A Case of Labile BP in a Patient With Oropharyngeal Carcinoma

Jem Marie Golbin a,, Albert Bui b, Michael Philippone b, Rendell Ashton c, Simon Mucha b
PMCID: PMC11492219  PMID: 39389690

Case Presentation

A 71-year-old man with a history of recurrent tonsillar squamous cell carcinoma was admitted to the hospital with oropharyngeal bleeding. He received high-dose radiation therapy with curative intent. On day 4 of hospitalization, he demonstrated hypoxia resulting from an airway mucus plug and was brought to the medical ICU.

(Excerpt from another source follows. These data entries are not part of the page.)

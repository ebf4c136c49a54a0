//! Command-line interface definitions.
//!
//! Defines all CLI arguments and subcommands using clap.

use clap::{Parser, Subcommand};
use std::path::PathBuf;

/// Local content editor for static sites
#[derive(Parser, Debug, Clone)]
#[command(version, about, long_about = None, arg_required_else_help = true)]
pub struct Cli {
    /// Project root directory (default: current directory)
    #[arg(short, long)]
    pub root: Option<PathBuf>,

    /// Config file name (default: editor.toml)
    #[arg(short = 'C', long, default_value = "editor.toml")]
    pub config: PathBuf,

    /// Pages directory path (relative to project root)
    #[arg(long)]
    pub pages: Option<PathBuf>,

    /// Data directory path (relative to project root)
    #[arg(long)]
    pub data: Option<PathBuf>,

    /// subcommands
    #[command(subcommand)]
    pub command: Commands,
}

/// Available subcommands
#[derive(Subcommand, Debug, Clone)]
pub enum Commands {
    /// Serve the editing API
    Serve {
        /// Interface to bind on
        #[arg(short, long)]
        interface: Option<String>,

        /// The port you should provide
        #[arg(short, long)]
        port: Option<u16>,
    },

    /// Run the site generator once and publish its output
    Build,

    /// Create a page from the default template, e.g. `blog/first-post`
    New {
        /// page path, relative to the pages directory
        path: String,
    },

    /// Print the editable fields of a data file
    Fields {
        /// data file path, relative to the data directory
        path: String,
    },

    /// Edit fields of a data file, then rebuild
    Edit {
        /// data file path, relative to the data directory
        path: String,

        /// `FIELD=VALUE` assignments, e.g. `hero.title=Welcome`
        #[arg(short, long = "set", value_name = "FIELD=VALUE")]
        set: Vec<String>,

        /// markdown field to open in $VISUAL or $EDITOR
        #[arg(short, long = "open", value_name = "FIELD")]
        open: Vec<String>,
    },
}

#[cfg(test)]
mod tests {
    use super::*;

    #[test]
    fn test_parse_serve() {
        let cli = Cli::parse_from(["pagedit", "--root", "site", "serve", "--port", "4000"]);
        assert_eq!(cli.root, Some(PathBuf::from("site")));
        assert_eq!(cli.config, PathBuf::from("editor.toml"));
        match cli.command {
            Commands::Serve { port, interface } => {
                assert_eq!(port, Some(4000));
                assert!(interface.is_none());
            }
            _ => panic!("expected serve"),
        }
    }

    #[test]
    fn test_parse_new() {
        let cli = Cli::parse_from(["pagedit", "new", "blog/first-post"]);
        assert!(matches!(cli.command, Commands::New { ref path } if path == "blog/first-post"));
    }

    #[test]
    fn test_parse_edit() {
        let cli = Cli::parse_from([
            "pagedit", "edit", "team.yml", "-s", "lead=Ann", "--set", "size=4", "-o", "bio",
        ]);
        match cli.command {
            Commands::Edit { path, set, open } => {
                assert_eq!(path, "team.yml");
                assert_eq!(set, vec!["lead=Ann", "size=4"]);
                assert_eq!(open, vec!["bio"]);
            }
            _ => panic!("expected edit"),
        }
    }

    #[test]
    fn test_parse_overrides() {
        let cli = Cli::parse_from(["pagedit", "--pages", "p", "--data", "d", "-C", "x.toml", "build"]);
        assert_eq!(cli.pages, Some(PathBuf::from("p")));
        assert_eq!(cli.data, Some(PathBuf::from("d")));
        assert_eq!(cli.config, PathBuf::from("x.toml"));
        assert!(matches!(cli.command, Commands::Build));
    }
}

His past medical history was significant for resection of bilateral tonsils and soft palate followed by chemotherapy and radiation therapy. This was complicated by vocal cord paralysis, diaphragmatic dysfunction, and chronic aspiration, for which he previously had undergone placement of a percutaneous endoscopic gastrostomy tube and tracheostomy.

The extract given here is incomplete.